Multirooted teeth represent a challenge to both endodontic diagnosis and treatment due to its complex and unusual root canal morphology in many cases and often encountered during endodontic treatment. Success depends on understanding the unusual root canal morphology. One of the variant root canal morphology is the ‘S’ shaped or bayonet shaped root canal. This case report discusses treatment of ‘S’ shaped root canal in maxillary second premolar of 21 year old female.
Variations in root canal system occur very often, so it is considered a normally occurring phenomenon. Understanding these unusual root canal morphologies will help in proper debridement and cleaning and shaping of the root canal systems and thus contribute to success in endodontics.
Maxillary premolars are the teeth with the maximum anatomic variations. One such variation that occurs often in the maxillary premolars is the ‘S’ shaped or bayonet shaped root canal.1,2
This report talk about the endodontic management of a maxillary second premolar with an ‘S’ shaped root canal.
A 21-year-old female patient, referred to for management of left maxillary second premolar. On clinical examination, tooth 25 had a deep carious lesion on the disto-proximal aspect. Radiographic examination of the tooth revealed radiolucency in the disto-proximal aspect, very close to the pulp space. The roots of the tooth 25 were ‘S’ shaped. On the basis, clinical and radiographic findings, a diagnosis of pulp necrosis was made and endodontic treatment was initiated.
Patient declined for rubber dam application so the treatment was performed under high vacuum suction. The completed access preparation was oval in outline, in the bucco-palatal direction.
The patency of the root canals was determined with help of 10 size nickel-titanium K-files. The buccal canal was easily negotiated to the apex, as it had one curvature, towards the distal, it was cleaned and shaped using protaper rotary instruments (MANI, Inc, Japan). Canal irrigation was done using normal saline, 3 % Sodium hypochlorite, and Ethylene diamine tetra acetic, alternately. The palatal root was negotiable only up to the middle third of the root canal, beyond that there was resistance to the movement of the patency file. The palatal root canal was enlarged with hand protaper (Sx) in a crown down motion, Once this was done, the patency file slide down easily, to the full length. The working length radiograph confirmed the same . The root canal was initially enlarged using Nickel-Titanium k files (Mani inc). The apical portion of the palatal canal was prepared using short amplitude filing. The apical portion and the middle portion were merged using circumferential filing. Root canals were obturated using 6% Gutta percha by cold lateral compaction technique.
The variability of the root canal system of multirooted teeth represents a challenge to both endodontic diagnosis and treatment.
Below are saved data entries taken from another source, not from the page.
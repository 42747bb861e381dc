// SPDX-FileCopyrightText: 2025 Stanislaw Grams <stanislawgrams@gmail.com>
//
// SPDX-License-Identifier: BSD-2-Clause

//! Hardware abstraction the lifecycle core talks through.
//!
//! Bus enumeration, transport and command encoding live behind
//! [`PiezoHal`]. The core only ever holds the opaque handles returned here.

use std::future::Future;
use std::pin::Pin;

use serde::{Deserialize, Serialize};
use thiserror::Error;

use crate::{BoxError, DynResult};

/// Alias to reduce type complexity in PiezoHal.
pub type HalFuture<'a, T> = Pin<Box<dyn Future<Output = DynResult<T>> + Send + 'a>>;

/// Opaque handle for an open controller connection.
#[derive(Debug, Clone, Copy, PartialEq, Eq, Hash, Serialize, Deserialize)]
pub struct SessionHandle(pub u64);

/// Opaque handle for one channel of an open controller.
#[derive(Debug, Clone, Copy, PartialEq, Eq, Hash, Serialize, Deserialize)]
pub struct ChannelHandle(pub u64);

/// Parameter set the device pushes to the host after connect.
#[derive(Debug, Clone, PartialEq, Serialize, Deserialize)]
pub struct Configuration {
    /// Per-channel device id, e.g. "71000123-1".
    pub device_id: String,
    /// Maximum output voltage the channel accepts.
    pub max_output: f64,
}

/// Live status as read from the channel.
#[derive(Debug, Clone, PartialEq, Serialize, Deserialize)]
pub struct RawStatus {
    /// Enabled flag, `None` when the device cannot report it.
    pub enabled: Option<bool>,
    pub output: f64,
}

#[derive(Debug, Clone, PartialEq, Serialize, Deserialize)]
pub struct DeviceInfo {
    pub serial_number: String,
    pub name: String,
    pub firmware: String,
}

#[derive(Debug, Error)]
pub enum HalError {
    #[error("{0} not supported by this backend")]
    NotSupported(&'static str),
}

impl HalError {
    pub fn not_supported(op: &'static str) -> Self {
        Self::NotSupported(op)
    }
}

/// Operations a controller backend provides to the lifecycle core.
///
/// Methods take `&self` because the poller samples status from its own task
/// while the foreground issues commands; backends serialize access internally.
pub trait PiezoHal: Send + Sync {
    fn enumerate<'a>(&'a self) -> HalFuture<'a, Vec<String>>;

    fn connect<'a>(&'a self, id: &'a str) -> HalFuture<'a, SessionHandle>;

    fn disconnect<'a>(&'a self, session: SessionHandle, expected_clean: bool)
        -> HalFuture<'a, ()>;

    fn channel_handle<'a>(
        &'a self,
        session: SessionHandle,
        index: u16,
    ) -> HalFuture<'a, ChannelHandle>;

    fn read_configuration<'a>(&'a self, channel: ChannelHandle) -> HalFuture<'a, Configuration>;

    fn is_configuration_loaded<'a>(&'a self, channel: ChannelHandle) -> HalFuture<'a, bool>;

    fn set_enabled<'a>(&'a self, channel: ChannelHandle, enabled: bool) -> HalFuture<'a, ()>;

    fn read_status<'a>(&'a self, channel: ChannelHandle) -> HalFuture<'a, RawStatus>;

    fn write_setpoint<'a>(&'a self, channel: ChannelHandle, value: f64) -> HalFuture<'a, ()>;

    fn read_setpoint<'a>(&'a self, channel: ChannelHandle) -> HalFuture<'a, f64>;

    fn device_info<'a>(&'a self, _channel: ChannelHandle) -> HalFuture<'a, DeviceInfo> {
        let err: BoxError = Box::new(HalError::not_supported("device_info"));
        Box::pin(std::future::ready(Err::<DeviceInfo, _>(err)))
    }
}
The preoperative awareness of potential anatomic variations is essential for the success of the endodontic treatment. The only way to detect root canal morphology and anatomy is the use of a preoperative radiograph and an additional radiographic view from a 20-degree mesial or distal projection. In this respect, it becomes clear that extreme variations in root fusion are difficult to ascertain with radiographs.
The ‘S’ shaped canal has two curves, with the apical curve being very difficult to negotiate. The chances of strip perforation are very high in these root canals. Depending on the degree of the apical curvature, in a few cases it is impossible to instrument this area. Guttman3 suggested preflaring the coronal 1/3rd of the canal (at the expense of the tooth structure) to reduce the angle of curvature. Once this is done, it is easy to negotiate the remainder of the root canal.
In our case, the buccal canal had a less severe curvature; hence this canal could be prepared in a crown-down technique using protaper rotary instrument. The palatal canal was doubly curved, thus a double flare technique was used to enlarge this canal. The access cavity was flared in the coronal-third, in order to reduce the angle of curvature; reducing the angle of curvature by flaring the access will make the approach to the second curve much easier.4 Once this was done, the palatal canal was negotiable, up to the apex; Nickel-titanium k files, were used to prepare the apical portion of the root canal. Short amplitude filing was done to enlarge the apical portion and also to merge it with coronal-third of the root canal. Care was taken for over-enlargement as it can easily result in perforation.
Understanding the complex root canal morphology and choosing a canal preparation technique, thorough irrigation, debridement and disinfection will thus ensure successful endodontic treatment in complex situations.
1. Vertucci FJ. Root canal anatomy of the human permanent teeth. Oral Surg Oral Med Oral Pathol. 1984 Nov;58(5):589-99.
2. Cohen Missouri: Mosby – Year book Inc. 9th ed. 2002. Pathways of the pulp; p. 152.
3. Guttman JL. Problem solving in endodontics. Missouri: Mosby –Year book Inc; (3rd ed) 1997:116.